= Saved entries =
******************************

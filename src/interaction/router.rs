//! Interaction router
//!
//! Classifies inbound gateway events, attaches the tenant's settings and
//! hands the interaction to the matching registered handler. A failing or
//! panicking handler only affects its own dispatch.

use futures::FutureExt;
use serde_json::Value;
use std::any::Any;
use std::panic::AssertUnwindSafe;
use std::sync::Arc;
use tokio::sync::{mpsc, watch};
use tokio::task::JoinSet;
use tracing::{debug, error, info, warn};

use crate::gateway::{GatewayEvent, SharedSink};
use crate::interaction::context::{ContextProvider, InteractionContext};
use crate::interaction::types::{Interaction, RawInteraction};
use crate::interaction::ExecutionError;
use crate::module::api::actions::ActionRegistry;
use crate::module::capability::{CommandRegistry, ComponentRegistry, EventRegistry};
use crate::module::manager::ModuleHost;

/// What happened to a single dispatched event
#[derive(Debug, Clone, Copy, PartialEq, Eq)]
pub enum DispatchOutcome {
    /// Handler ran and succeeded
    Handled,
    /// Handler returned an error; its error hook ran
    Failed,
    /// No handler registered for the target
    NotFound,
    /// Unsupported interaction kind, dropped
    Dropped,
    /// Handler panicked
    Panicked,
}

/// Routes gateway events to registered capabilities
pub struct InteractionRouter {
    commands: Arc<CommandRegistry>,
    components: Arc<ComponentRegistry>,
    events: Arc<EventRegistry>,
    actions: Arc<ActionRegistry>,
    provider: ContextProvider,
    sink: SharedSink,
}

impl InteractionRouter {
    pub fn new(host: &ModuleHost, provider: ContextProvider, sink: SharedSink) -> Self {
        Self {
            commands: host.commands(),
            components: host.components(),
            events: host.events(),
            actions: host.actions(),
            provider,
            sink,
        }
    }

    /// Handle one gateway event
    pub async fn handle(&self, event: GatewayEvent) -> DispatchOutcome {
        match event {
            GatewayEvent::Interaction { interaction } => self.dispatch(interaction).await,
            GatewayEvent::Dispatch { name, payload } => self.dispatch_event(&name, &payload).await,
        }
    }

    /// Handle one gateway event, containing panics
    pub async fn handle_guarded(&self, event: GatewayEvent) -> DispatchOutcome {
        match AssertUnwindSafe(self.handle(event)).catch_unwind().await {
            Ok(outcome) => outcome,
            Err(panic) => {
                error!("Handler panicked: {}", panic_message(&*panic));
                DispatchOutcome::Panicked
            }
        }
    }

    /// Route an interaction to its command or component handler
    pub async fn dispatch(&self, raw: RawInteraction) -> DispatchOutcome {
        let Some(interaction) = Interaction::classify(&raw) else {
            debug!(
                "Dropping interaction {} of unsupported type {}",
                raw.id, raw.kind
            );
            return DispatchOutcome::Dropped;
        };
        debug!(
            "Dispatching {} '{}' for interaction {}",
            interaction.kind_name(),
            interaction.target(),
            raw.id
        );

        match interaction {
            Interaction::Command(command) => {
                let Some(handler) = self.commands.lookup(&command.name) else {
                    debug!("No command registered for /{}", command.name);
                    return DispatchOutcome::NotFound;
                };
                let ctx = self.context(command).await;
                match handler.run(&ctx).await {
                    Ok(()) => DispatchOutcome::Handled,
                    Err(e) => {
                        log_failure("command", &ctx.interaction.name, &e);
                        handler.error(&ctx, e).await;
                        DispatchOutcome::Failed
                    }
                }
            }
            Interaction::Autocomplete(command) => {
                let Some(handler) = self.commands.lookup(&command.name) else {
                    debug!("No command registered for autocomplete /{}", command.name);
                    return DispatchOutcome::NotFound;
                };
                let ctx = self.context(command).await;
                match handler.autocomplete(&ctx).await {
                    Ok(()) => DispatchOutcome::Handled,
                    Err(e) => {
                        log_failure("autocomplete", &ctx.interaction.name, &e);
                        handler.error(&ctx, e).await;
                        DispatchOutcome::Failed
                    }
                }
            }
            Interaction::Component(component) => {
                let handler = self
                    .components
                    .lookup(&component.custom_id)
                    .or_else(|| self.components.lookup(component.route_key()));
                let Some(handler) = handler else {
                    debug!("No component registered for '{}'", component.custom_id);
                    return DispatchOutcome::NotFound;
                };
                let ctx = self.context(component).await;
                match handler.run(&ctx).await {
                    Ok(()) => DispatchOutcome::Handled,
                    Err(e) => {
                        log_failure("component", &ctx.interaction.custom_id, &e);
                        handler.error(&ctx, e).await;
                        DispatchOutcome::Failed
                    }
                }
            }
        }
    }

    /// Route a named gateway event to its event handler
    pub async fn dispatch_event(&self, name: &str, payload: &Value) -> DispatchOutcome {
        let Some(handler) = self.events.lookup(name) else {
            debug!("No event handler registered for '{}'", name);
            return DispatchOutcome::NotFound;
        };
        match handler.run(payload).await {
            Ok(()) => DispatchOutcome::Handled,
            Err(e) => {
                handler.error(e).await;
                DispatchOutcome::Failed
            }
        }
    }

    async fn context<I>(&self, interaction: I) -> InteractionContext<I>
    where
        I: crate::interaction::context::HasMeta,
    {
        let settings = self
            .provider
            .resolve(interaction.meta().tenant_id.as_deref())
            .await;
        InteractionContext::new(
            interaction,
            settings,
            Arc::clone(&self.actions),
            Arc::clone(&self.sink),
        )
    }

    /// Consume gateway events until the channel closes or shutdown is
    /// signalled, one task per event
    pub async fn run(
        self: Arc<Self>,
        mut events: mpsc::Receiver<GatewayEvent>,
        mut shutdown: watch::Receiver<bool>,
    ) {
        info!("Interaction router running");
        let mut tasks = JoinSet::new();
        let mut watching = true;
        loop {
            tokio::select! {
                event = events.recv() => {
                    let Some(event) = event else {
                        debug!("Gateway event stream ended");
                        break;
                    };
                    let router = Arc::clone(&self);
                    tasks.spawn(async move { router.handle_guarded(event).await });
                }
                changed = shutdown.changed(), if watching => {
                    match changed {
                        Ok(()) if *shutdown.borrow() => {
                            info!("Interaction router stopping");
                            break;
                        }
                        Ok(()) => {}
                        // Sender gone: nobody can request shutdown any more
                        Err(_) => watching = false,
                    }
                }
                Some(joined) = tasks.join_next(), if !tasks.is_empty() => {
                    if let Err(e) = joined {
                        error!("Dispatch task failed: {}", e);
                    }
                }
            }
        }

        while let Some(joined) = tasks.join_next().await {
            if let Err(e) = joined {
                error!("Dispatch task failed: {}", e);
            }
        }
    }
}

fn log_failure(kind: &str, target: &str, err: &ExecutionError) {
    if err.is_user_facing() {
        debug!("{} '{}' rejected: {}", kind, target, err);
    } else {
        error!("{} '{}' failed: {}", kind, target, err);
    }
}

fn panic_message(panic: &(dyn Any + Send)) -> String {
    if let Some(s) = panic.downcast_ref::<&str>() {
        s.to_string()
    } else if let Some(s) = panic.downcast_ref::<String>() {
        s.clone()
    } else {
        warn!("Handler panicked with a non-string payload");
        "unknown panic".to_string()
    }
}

******************************

Look over the records above and filter for each line with the word "registered".

//! hands the interaction to the matching registered handler. A failing or
    /// No handler registered for the target
/// Routes gateway events to registered capabilities
                    debug!("No command registered for /{}", command.name);
                    debug!("No command registered for autocomplete /{}", command.name);
                    debug!("No component registered for '{}'", component.custom_id);
            debug!("No event handler registered for '{}'", name);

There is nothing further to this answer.